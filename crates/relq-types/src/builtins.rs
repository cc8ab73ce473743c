//! Builtin operator and function table
//!
//! Overload chains for every builtin are built once from the static table
//! below. The table is the only place operator precedence, merge policy and
//! fold eligibility are declared.

use crate::{CallInfo, CallKind, DataType, MergePolicy, OverloadChain, Symbol, SymbolKind};
use indexmap::IndexMap;
use std::sync::LazyLock;

/// Type shorthand usable in a `static` table
#[derive(Debug, Clone, Copy, PartialEq, Eq)]
pub enum Sig {
    Bool,
    Number,
    Text,
    Binary,
    Time,
    Code,
    Table,
    Row,
    Ordered,
    Ordinal,
    Any,
    Unknown,
}

impl Sig {
    pub fn data_type(self) -> DataType {
        match self {
            Sig::Bool => DataType::Bool,
            Sig::Number => DataType::Number,
            Sig::Text => DataType::Text,
            Sig::Binary => DataType::Binary,
            Sig::Time => DataType::Time,
            Sig::Code => DataType::Code,
            Sig::Table => DataType::Table,
            Sig::Row => DataType::Row,
            Sig::Ordered => DataType::Ordered,
            Sig::Ordinal => DataType::Ordinal,
            Sig::Any => DataType::Any,
            Sig::Unknown => DataType::Unknown,
        }
    }
}

struct Link {
    name: &'static str,
    args: &'static [Sig],
    ret: Sig,
    variadic: Option<Sig>,
    kind: CallKind,
    accums: usize,
    windowed: bool,
}

const fn fixed(name: &'static str, args: &'static [Sig], ret: Sig) -> Link {
    Link {
        name,
        args,
        ret,
        variadic: None,
        kind: CallKind::Fixed,
        accums: 0,
        windowed: false,
    }
}

const fn aggregate(name: &'static str, args: &'static [Sig], ret: Sig, accums: usize) -> Link {
    Link {
        accums,
        ..fixed(name, args, ret)
    }
}

const fn window(name: &'static str, args: &'static [Sig], ret: Sig, accums: usize) -> Link {
    Link {
        accums,
        windowed: true,
        ..fixed(name, args, ret)
    }
}

const fn variadic(name: &'static str, element: Sig, ret: Sig, kind: CallKind) -> Link {
    Link {
        variadic: Some(element),
        kind,
        ..fixed(name, &[], ret)
    }
}

use Sig::{Bool, Code, Number, Ordered, Ordinal, Row, Table, Text, Time, Unknown};

const NN: &[Sig] = &[Number, Number];
const TT: &[Sig] = &[Text, Text];
const RR: &[Sig] = &[Table, Table];
const BB: &[Sig] = &[Bool, Bool];

static LINKS: &[Link] = &[
    // logic
    fixed("or", BB, Bool),
    fixed("xor", BB, Bool),
    fixed("and", BB, Bool),
    fixed("not", &[Bool], Bool),
    // comparison
    fixed("=", BB, Bool),
    fixed("=", NN, Bool),
    fixed("=", TT, Bool),
    fixed("=", &[Sig::Binary, Sig::Binary], Bool),
    fixed("=", &[Time, Time], Bool),
    fixed("=", RR, Bool),
    fixed("=", &[Row, Row], Bool),
    fixed("<>", BB, Bool),
    fixed("<>", NN, Bool),
    fixed("<>", TT, Bool),
    fixed("<>", &[Time, Time], Bool),
    fixed("<>", RR, Bool),
    fixed("<>", &[Row, Row], Bool),
    fixed("<", NN, Bool),
    fixed("<", TT, Bool),
    fixed("<", &[Time, Time], Bool),
    fixed("<=", NN, Bool),
    fixed("<=", TT, Bool),
    fixed("<=", &[Time, Time], Bool),
    fixed(">", NN, Bool),
    fixed(">", TT, Bool),
    fixed(">", &[Time, Time], Bool),
    fixed(">=", NN, Bool),
    fixed(">=", TT, Bool),
    fixed(">=", &[Time, Time], Bool),
    fixed("sub", RR, Bool),
    fixed("sup", RR, Bool),
    // relational
    fixed("union", RR, Table),
    fixed("intersect", RR, Table),
    fixed("minus", RR, Table),
    fixed("join", RR, Table),
    fixed("compose", RR, Table),
    fixed("semijoin", RR, Table),
    fixed("antijoin", RR, Table),
    fixed("restrict", &[Table, Code], Table),
    variadic("union_all", Table, Table, CallKind::VariadicTable),
    // arithmetic
    fixed("+", NN, Number),
    fixed("+", &[Time, Number], Time),
    fixed("-", NN, Number),
    fixed("-", &[Time, Number], Time),
    fixed("&", TT, Text),
    fixed("*", NN, Number),
    fixed("/", NN, Number),
    fixed("div", NN, Number),
    fixed("mod", NN, Number),
    fixed("^", NN, Number),
    fixed("neg", &[Number], Number),
    // scalar functions
    fixed("length", &[Text], Number),
    fixed("upper", &[Text], Text),
    fixed("lower", &[Text], Text),
    fixed("trim", &[Text], Text),
    fixed("text", &[Sig::Any], Text),
    fixed("degree", &[Table], Number),
    fixed("degree", &[Row], Number),
    fixed("card", &[Table], Number),
    fixed("succ", &[Ordinal], Unknown),
    fixed("pred", &[Ordinal], Unknown),
    fixed("clamp", &[Ordered, Ordered, Ordered], Unknown),
    variadic("concat", Text, Text, CallKind::Variadic),
    // aggregates
    aggregate("count", &[], Number, 1),
    aggregate("sum", &[Number], Number, 1),
    aggregate("avg", &[Number], Number, 2),
    aggregate("max", &[Ordered], Unknown, 1),
    aggregate("min", &[Ordered], Unknown, 1),
    Link {
        kind: CallKind::Fold,
        ..aggregate("fold", &[Sig::Any], Unknown, 1)
    },
    // windowed
    window("ord", &[], Number, 1),
    window("ordg", &[], Number, 1),
    window("lag", &[Sig::Any, Number], Unknown, 0),
    window("lead", &[Sig::Any, Number], Unknown, 0),
    window("nth", &[Sig::Any, Number], Unknown, 0),
];

struct Operator {
    name: &'static str,
    precedence: u8,
    join: Option<MergePolicy>,
    foldable: bool,
}

const fn op(name: &'static str, precedence: u8, join: Option<MergePolicy>, foldable: bool) -> Operator {
    Operator {
        name,
        precedence,
        join,
        foldable,
    }
}

use MergePolicy::{Compare, Compose, Join, Left, Same};

static OPERATORS: &[Operator] = &[
    op("or", 1, None, true),
    op("xor", 1, None, true),
    op("and", 2, None, true),
    op("=", 4, Some(Compare), false),
    op("<>", 4, Some(Compare), false),
    op("<", 4, Some(Compare), false),
    op("<=", 4, Some(Compare), false),
    op(">", 4, Some(Compare), false),
    op(">=", 4, Some(Compare), false),
    op("sub", 4, Some(Compare), false),
    op("sup", 4, Some(Compare), false),
    op("union", 5, Some(Same), true),
    op("intersect", 5, Some(Same), true),
    op("minus", 5, Some(Same), false),
    op("join", 5, Some(Join), true),
    op("compose", 5, Some(Compose), false),
    op("semijoin", 5, Some(Left), false),
    op("antijoin", 5, Some(Left), false),
    op("+", 6, None, true),
    op("-", 6, None, false),
    op("&", 6, None, true),
    op("*", 7, None, true),
    op("/", 7, None, false),
    op("div", 7, None, false),
    op("mod", 7, None, false),
    op("^", 8, None, false),
];

/// Builtin symbols keyed by name
pub struct Builtins {
    symbols: IndexMap<&'static str, Symbol>,
}

static BUILTINS: LazyLock<Builtins> = LazyLock::new(Builtins::build);

impl Builtins {
    /// The process-wide, immutable builtin table
    pub fn get() -> &'static Builtins {
        &BUILTINS
    }

    fn build() -> Self {
        let mut chains: IndexMap<&'static str, OverloadChain> = IndexMap::new();
        for link in LINKS {
            let mut info = CallInfo::new(link.name, link.ret.data_type(), link.kind).accums(link.accums);
            for (i, arg) in link.args.iter().enumerate() {
                info = info.arg(format!("a{i}"), arg.data_type());
            }
            if let Some(element) = link.variadic {
                info = info.variadic(element.data_type());
            }
            if link.windowed {
                info = info.windowed();
            }
            chains.entry(link.name).or_default().push(info);
        }

        let symbols = chains
            .into_iter()
            .map(|(name, chain)| {
                let mut symbol = Symbol::callable(name, SymbolKind::Operator, chain);
                if let Some(op) = OPERATORS.iter().find(|op| op.name == name) {
                    symbol = symbol.with_precedence(op.precedence);
                    if let Some(policy) = op.join {
                        symbol = symbol.with_join(policy);
                    }
                    if op.foldable {
                        symbol = symbol.foldable();
                    }
                }
                (name, symbol)
            })
            .collect();
        Self { symbols }
    }

    pub fn lookup(&self, name: &str) -> Option<&Symbol> {
        self.symbols.get(name)
    }

    /// Infix precedence, if `name` is an infix operator
    pub fn precedence(&self, name: &str) -> Option<u8> {
        self.lookup(name).filter(|s| s.is_infix()).map(|s| s.precedence)
    }

    pub fn infix_operators(&self) -> impl Iterator<Item = &Symbol> {
        self.symbols.values().filter(|s| s.is_infix())
    }

    pub fn iter(&self) -> impl Iterator<Item = &Symbol> {
        self.symbols.values()
    }
}

#[cfg(test)]
mod tests {
    use super::*;

    #[test]
    fn test_precedence_levels() {
        let b = Builtins::get();
        assert_eq!(b.precedence("or"), Some(1));
        assert_eq!(b.precedence("and"), Some(2));
        assert_eq!(b.precedence("<="), Some(4));
        assert_eq!(b.precedence("join"), Some(5));
        assert_eq!(b.precedence("+"), Some(6));
        assert_eq!(b.precedence("mod"), Some(7));
        assert_eq!(b.precedence("^"), Some(8));
        assert_eq!(b.precedence("length"), None);
    }

    #[test]
    fn test_chains_share_arity() {
        for symbol in Builtins::get().iter() {
            let links = symbol.links();
            assert!(
                links.iter().all(|l| l.arity() == links[0].arity()),
                "mixed arity in {}",
                symbol.name
            );
            for (i, a) in links.iter().enumerate() {
                for b in &links[i + 1..] {
                    assert!(!a.same_signature(b), "duplicate signature in {}", symbol.name);
                }
            }
        }
    }

    #[test]
    fn test_aggregate_metadata() {
        let b = Builtins::get();
        assert_eq!(b.lookup("avg").unwrap().links()[0].accum_count, 2);
        assert!(b.lookup("ord").unwrap().links()[0].windowed);
        assert!(b.lookup("+").unwrap().foldable);
        assert_eq!(b.lookup("semijoin").unwrap().join, Some(MergePolicy::Left));
    }
}
//! relq command-line interface

use anyhow::Result;
use clap::{Parser, Subcommand};
use relq::cli::output::{self, ColorMode, OutputFormat};
use relq::cli::{check, compile, disasm, repl};
use relq::{CompilerOptions, TraceLevel};
use std::path::PathBuf;
use std::process::ExitCode;
use tracing_subscriber::filter::LevelFilter;

/// relq command-line tool
#[derive(Parser)]
#[command(name = "relq")]
#[command(author, version, about = "Relational query language compiler", long_about = None)]
struct Cli {
    /// Log compiler internals to stderr
    #[arg(short, long, global = true)]
    verbose: bool,

    /// Output format
    #[arg(short = 'f', long, value_enum, default_value_t, global = true)]
    format: OutputFormat,

    /// Color output
    #[arg(long, value_enum, default_value_t, global = true)]
    color: ColorMode,

    #[command(subcommand)]
    command: Commands,
}

#[derive(Subcommand)]
enum Commands {
    /// Compile a source file to bytecode
    Compile {
        /// Source file to compile
        file: PathBuf,

        /// Write the concatenated bytecode here
        #[arg(short, long)]
        output: Option<PathBuf>,

        /// Trace level: 1 echo, 2 types, 3 disassembly
        #[arg(short, long, default_value = "0")]
        trace: TraceLevel,

        /// Stop at the first failed statement
        #[arg(long)]
        stop_on_error: bool,
    },

    /// Type check source files
    Check {
        /// Source files to check
        files: Vec<PathBuf>,

        /// Treat warnings as errors
        #[arg(short, long)]
        strict: bool,
    },

    /// Print the bytecode listing of a source file
    Disasm {
        /// Source file to disassemble
        file: PathBuf,

        /// Output file (default: stdout)
        #[arg(short, long)]
        output: Option<PathBuf>,
    },

    /// Start the interactive compiler
    Repl {
        /// Initial trace level
        #[arg(short, long, default_value = "2")]
        trace: TraceLevel,
    },
}

fn main() -> ExitCode {
    human_panic::setup_panic!();

    let cli = Cli::parse();
    output::setup_colors(cli.color);
    tracing_subscriber::fmt()
        .with_max_level(if cli.verbose { LevelFilter::DEBUG } else { LevelFilter::WARN })
        .with_writer(std::io::stderr)
        .init();

    match run(cli) {
        Ok(true) => ExitCode::SUCCESS,
        Ok(false) => ExitCode::FAILURE,
        Err(e) => {
            eprintln!("{}", output::format_error(&e));
            ExitCode::FAILURE
        }
    }
}

fn run(cli: Cli) -> Result<bool> {
    let color = output::colors_enabled();
    match cli.command {
        Commands::Compile {
            file,
            output,
            trace,
            stop_on_error,
        } => compile::compile_file(compile::CompileConfig {
            file,
            options: CompilerOptions::new()
                .with_trace(trace)
                .with_stop_on_error(stop_on_error)
                .with_color(color),
            format: cli.format,
            output_file: output,
        }),

        Commands::Check { files, strict } => check::check(check::CheckConfig {
            files,
            strict,
            format: cli.format,
            verbose: cli.verbose,
        }),

        Commands::Disasm { file, output } => disasm::disasm(disasm::DisasmConfig {
            file,
            output_file: output,
        }),

        Commands::Repl { trace } => {
            repl::run(repl::ReplConfig {
                options: CompilerOptions::new().with_trace(trace).with_color(color),
            })?;
            Ok(true)
        }
    }
}
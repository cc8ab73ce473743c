//! Caret-marked rendering of diagnostics against their source text

use crate::{Diagnostic, Severity, line_text};

/// Render a diagnostic as the offending source line, a caret line under
/// the reported column and the message.
///
/// ```text
/// x + 'a'
///     ^
/// error[RQ0103]: type mismatch for '+' at 1:5
/// ```
///
/// `color` only has an effect when the `colored` feature is enabled.
pub fn render_diagnostic(diag: &Diagnostic, source: &str, color: bool) -> String {
    let mut out = String::new();

    if let Some(loc) = &diag.location {
        let line = line_text(source, loc.line);
        out.push_str(line);
        out.push('\n');
        let pad: String = line
            .chars()
            .take(loc.column.saturating_sub(1))
            .map(|c| if c == '\t' { '\t' } else { ' ' })
            .collect();
        out.push_str(&pad);
        out.push_str(&paint("^", diag.severity, color));
        out.push('\n');
    }

    let head = format!("{}[{}]", diag.severity, diag.code);
    out.push_str(&paint(&head, diag.severity, color));
    out.push_str(": ");
    out.push_str(&diag.message);
    if let Some(loc) = &diag.location {
        out.push_str(&format!(" at {loc}"));
    }
    if let Some(help) = &diag.help {
        out.push_str("\n  help: ");
        out.push_str(help);
    }
    for related in &diag.related {
        out.push_str("\n  note: ");
        out.push_str(&related.message);
        if let Some(loc) = &related.location {
            out.push_str(&format!(" at {loc}"));
        }
    }
    out
}

#[cfg(feature = "colored")]
fn paint(text: &str, severity: Severity, color: bool) -> String {
    use colored::Colorize;

    if !color {
        return text.to_string();
    }
    match severity {
        Severity::Error => text.red().bold().to_string(),
        Severity::Warning => text.yellow().bold().to_string(),
        Severity::Info => text.cyan().to_string(),
    }
}

#[cfg(not(feature = "colored"))]
fn paint(text: &str, _severity: Severity, _color: bool) -> String {
    text.to_string()
}

#[cfg(test)]
mod tests {
    use super::*;
    use crate::{RQ0103, SourceLocation};

    #[test]
    fn test_caret_under_column() {
        let source = "a := 1\nx + 'a'";
        let diag = Diagnostic::error(RQ0103, "type mismatch for '+'")
            .with_location(SourceLocation::new(2, 5, 11));

        let text = render_diagnostic(&diag, source, false);
        let lines: Vec<_> = text.lines().collect();
        assert_eq!(lines[0], "x + 'a'");
        assert_eq!(lines[1], "    ^");
        assert_eq!(lines[2], "error[RQ0103]: type mismatch for '+' at 2:5");
    }

    #[test]
    fn test_without_location() {
        let diag = Diagnostic::error(RQ0103, "oops").with_help("try again");
        let text = render_diagnostic(&diag, "", false);
        assert_eq!(text, "error[RQ0103]: oops\n  help: try again");
    }
}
•••
▸ **GOAL OF THE EXERCISE**
Extract from the data every line where "Result" shows up.

▸ **EXERCISE SOLUTION**
use anyhow::Result;
fn run(cli: Cli) -> Result<bool> {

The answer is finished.